** Task **
All entries below must be given again exactly as they stand.

%%

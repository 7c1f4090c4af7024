//! Name comparison policy shared by every lookup and sort in the crate.

use std::cmp::Ordering;

/// How table/column names are compared and hashed.
///
/// A schema picks one policy at construction time; every `find`/sort
/// operation on its tables and columns honors it.
#[derive(Debug, Clone, Copy, PartialEq, Eq, Default)]
pub enum CasePolicy {
    #[default]
    Sensitive,
    InsensitiveAscii,
}

impl CasePolicy {
    pub fn eq(self, a: &str, b: &str) -> bool {
        self.cmp_str(a, b) == Ordering::Equal
    }

    pub fn cmp_str(self, a: &str, b: &str) -> Ordering {
        match self {
            CasePolicy::Sensitive => a.cmp(b),
            CasePolicy::InsensitiveAscii => {
                a.chars()
                    .map(|c| c.to_ascii_lowercase())
                    .cmp(b.chars().map(|c| c.to_ascii_lowercase()))
            }
        }
    }
}

/// Anything nameable can be located and sorted under a [`CasePolicy`].
pub trait Named {
    fn name(&self) -> Option<&str>;
}

/// Binary-search key comparison: `key` against a candidate's current name.
pub fn cmp_name_key<T: Named>(policy: CasePolicy, key: &str, candidate: &T) -> Ordering {
    match candidate.name() {
        Some(n) => policy.cmp_str(key, n),
        None => Ordering::Less,
    }
}

/// Sort comparison between two nameable entries. Entries without a current
/// name (tombstones) sort after named ones so a lazy sort never disturbs the
/// result of a key lookup into the live prefix.
pub fn cmp_entries<T: Named>(policy: CasePolicy, a: &T, b: &T) -> Ordering {
    match (a.name(), b.name()) {
        (Some(x), Some(y)) => policy.cmp_str(x, y),
        (Some(_), None) => Ordering::Less,
        (None, Some(_)) => Ordering::Greater,
        (None, None) => Ordering::Equal,
    }
}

%%

** Task output **
repository 7c1f4090c4af7024
//! Name comparison policy shared by every lookup and sort in the crate.

use std::cmp::Ordering;

/// How table/column names are compared and hashed.
///
/// A schema picks one policy at construction time; every `find`/sort
/// operation on its tables and columns honors it.
#[derive(Debug, Clone, Copy, PartialEq, Eq, Default)]
pub enum CasePolicy {
    #[default]
    Sensitive,
    InsensitiveAscii,
}

impl CasePolicy {
    pub fn eq(self, a: &str, b: &str) -> bool {
        self.cmp_str(a, b) == Ordering::Equal
    }

    pub fn cmp_str(self, a: &str, b: &str) -> Ordering {
        match self {
            CasePolicy::Sensitive => a.cmp(b),
            CasePolicy::InsensitiveAscii => {
                a.chars()
                    .map(|c| c.to_ascii_lowercase())
                    .cmp(b.chars().map(|c| c.to_ascii_lowercase()))
            }
        }
    }
}

/// Anything nameable can be located and sorted under a [`CasePolicy`].
pub trait Named {
    fn name(&self) -> Option<&str>;
}

/// Binary-search key comparison: `key` against a candidate's current name.
pub fn cmp_name_key<T: Named>(policy: CasePolicy, key: &str, candidate: &T) -> Ordering {
    match candidate.name() {
        Some(n) => policy.cmp_str(key, n),
        None => Ordering::Less,
    }
}

/// Sort comparison between two nameable entries. Entries without a current
/// name (tombstones) sort after named ones so a lazy sort never disturbs the
/// result of a key lookup into the live prefix.
pub fn cmp_entries<T: Named>(policy: CasePolicy, a: &T, b: &T) -> Ordering {
    match (a.name(), b.name()) {
        (Some(x), Some(y)) => policy.cmp_str(x, y),
        (Some(_), None) => Ordering::Less,
        (None, Some(_)) => Ordering::Greater,
        (None, None) => Ordering::Equal,
    }
}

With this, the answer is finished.